Aim of the exercise:
From the entries below, please gather each line containing the string "derive".

=== Dataset records ===

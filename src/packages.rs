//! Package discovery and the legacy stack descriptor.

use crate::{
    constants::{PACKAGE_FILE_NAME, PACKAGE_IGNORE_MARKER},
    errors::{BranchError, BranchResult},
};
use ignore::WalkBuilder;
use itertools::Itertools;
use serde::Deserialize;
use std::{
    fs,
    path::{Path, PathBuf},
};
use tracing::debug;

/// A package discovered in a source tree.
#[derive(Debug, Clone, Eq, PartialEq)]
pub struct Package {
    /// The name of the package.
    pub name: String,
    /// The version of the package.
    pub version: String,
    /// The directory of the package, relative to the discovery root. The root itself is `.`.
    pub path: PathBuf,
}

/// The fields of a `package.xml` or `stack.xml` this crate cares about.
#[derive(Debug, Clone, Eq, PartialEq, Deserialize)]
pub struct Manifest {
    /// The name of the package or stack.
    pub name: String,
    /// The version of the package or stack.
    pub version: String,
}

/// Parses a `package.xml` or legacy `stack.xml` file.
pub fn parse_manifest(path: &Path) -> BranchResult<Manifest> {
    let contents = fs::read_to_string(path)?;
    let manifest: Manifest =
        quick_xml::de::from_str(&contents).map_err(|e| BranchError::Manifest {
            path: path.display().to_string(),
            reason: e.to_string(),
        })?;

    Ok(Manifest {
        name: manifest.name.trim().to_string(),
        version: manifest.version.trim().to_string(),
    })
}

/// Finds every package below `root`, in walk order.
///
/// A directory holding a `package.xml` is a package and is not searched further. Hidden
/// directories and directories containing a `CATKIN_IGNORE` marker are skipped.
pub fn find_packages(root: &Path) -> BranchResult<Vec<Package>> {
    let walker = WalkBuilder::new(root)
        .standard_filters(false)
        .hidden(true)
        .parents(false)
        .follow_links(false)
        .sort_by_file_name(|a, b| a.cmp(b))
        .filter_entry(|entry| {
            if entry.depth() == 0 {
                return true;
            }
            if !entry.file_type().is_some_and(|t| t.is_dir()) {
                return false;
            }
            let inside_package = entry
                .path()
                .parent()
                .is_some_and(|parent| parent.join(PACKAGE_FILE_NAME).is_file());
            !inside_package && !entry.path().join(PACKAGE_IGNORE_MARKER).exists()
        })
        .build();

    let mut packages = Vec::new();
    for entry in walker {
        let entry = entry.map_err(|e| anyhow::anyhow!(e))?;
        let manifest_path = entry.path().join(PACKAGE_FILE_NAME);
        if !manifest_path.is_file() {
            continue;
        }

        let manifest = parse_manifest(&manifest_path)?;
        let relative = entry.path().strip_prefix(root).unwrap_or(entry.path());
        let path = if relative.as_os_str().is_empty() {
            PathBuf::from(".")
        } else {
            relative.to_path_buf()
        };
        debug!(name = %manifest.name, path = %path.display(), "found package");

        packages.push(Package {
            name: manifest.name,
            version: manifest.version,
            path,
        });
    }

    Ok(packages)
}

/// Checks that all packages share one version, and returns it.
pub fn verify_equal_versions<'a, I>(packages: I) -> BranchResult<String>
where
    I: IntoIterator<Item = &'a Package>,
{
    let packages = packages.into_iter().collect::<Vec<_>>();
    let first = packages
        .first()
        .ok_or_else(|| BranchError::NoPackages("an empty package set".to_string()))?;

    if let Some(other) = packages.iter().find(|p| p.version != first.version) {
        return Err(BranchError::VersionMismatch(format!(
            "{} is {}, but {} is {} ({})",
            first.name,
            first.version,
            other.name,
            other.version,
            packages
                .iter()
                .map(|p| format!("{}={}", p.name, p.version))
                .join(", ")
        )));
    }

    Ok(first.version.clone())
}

===
=== Dataset records ===

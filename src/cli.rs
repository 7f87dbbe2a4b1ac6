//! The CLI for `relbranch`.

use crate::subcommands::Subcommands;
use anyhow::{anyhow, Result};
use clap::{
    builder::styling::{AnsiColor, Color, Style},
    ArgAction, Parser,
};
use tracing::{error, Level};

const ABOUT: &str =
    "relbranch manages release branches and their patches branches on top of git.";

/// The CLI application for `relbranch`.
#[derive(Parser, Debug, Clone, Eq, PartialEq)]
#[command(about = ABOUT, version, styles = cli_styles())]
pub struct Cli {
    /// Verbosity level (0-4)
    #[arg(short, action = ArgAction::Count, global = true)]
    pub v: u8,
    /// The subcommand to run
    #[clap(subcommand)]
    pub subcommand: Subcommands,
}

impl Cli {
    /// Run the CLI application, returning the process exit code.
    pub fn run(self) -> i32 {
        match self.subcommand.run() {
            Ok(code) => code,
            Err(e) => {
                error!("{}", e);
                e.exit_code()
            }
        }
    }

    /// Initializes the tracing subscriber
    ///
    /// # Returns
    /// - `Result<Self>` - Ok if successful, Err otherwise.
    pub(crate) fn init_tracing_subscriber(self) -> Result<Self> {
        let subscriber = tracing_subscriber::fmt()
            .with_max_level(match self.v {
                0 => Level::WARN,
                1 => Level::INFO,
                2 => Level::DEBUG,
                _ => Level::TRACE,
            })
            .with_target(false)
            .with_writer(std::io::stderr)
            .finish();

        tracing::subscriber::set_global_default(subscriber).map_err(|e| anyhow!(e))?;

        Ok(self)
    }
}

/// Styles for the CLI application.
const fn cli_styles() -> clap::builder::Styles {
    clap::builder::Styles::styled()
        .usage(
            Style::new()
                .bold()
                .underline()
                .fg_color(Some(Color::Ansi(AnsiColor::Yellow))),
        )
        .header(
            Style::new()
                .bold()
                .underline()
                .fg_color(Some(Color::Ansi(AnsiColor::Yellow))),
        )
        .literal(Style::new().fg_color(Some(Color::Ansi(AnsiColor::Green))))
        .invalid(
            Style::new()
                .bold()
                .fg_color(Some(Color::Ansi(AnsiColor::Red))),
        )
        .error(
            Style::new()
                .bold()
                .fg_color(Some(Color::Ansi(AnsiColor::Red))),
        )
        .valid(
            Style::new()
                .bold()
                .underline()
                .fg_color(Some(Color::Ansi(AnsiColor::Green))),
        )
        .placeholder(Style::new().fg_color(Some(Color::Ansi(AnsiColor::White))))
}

===

Finished task:
#[derive(Debug, Clone, Eq, PartialEq)]
#[derive(Debug, Clone, Eq, PartialEq, Deserialize)]
#[derive(Parser, Debug, Clone, Eq, PartialEq)]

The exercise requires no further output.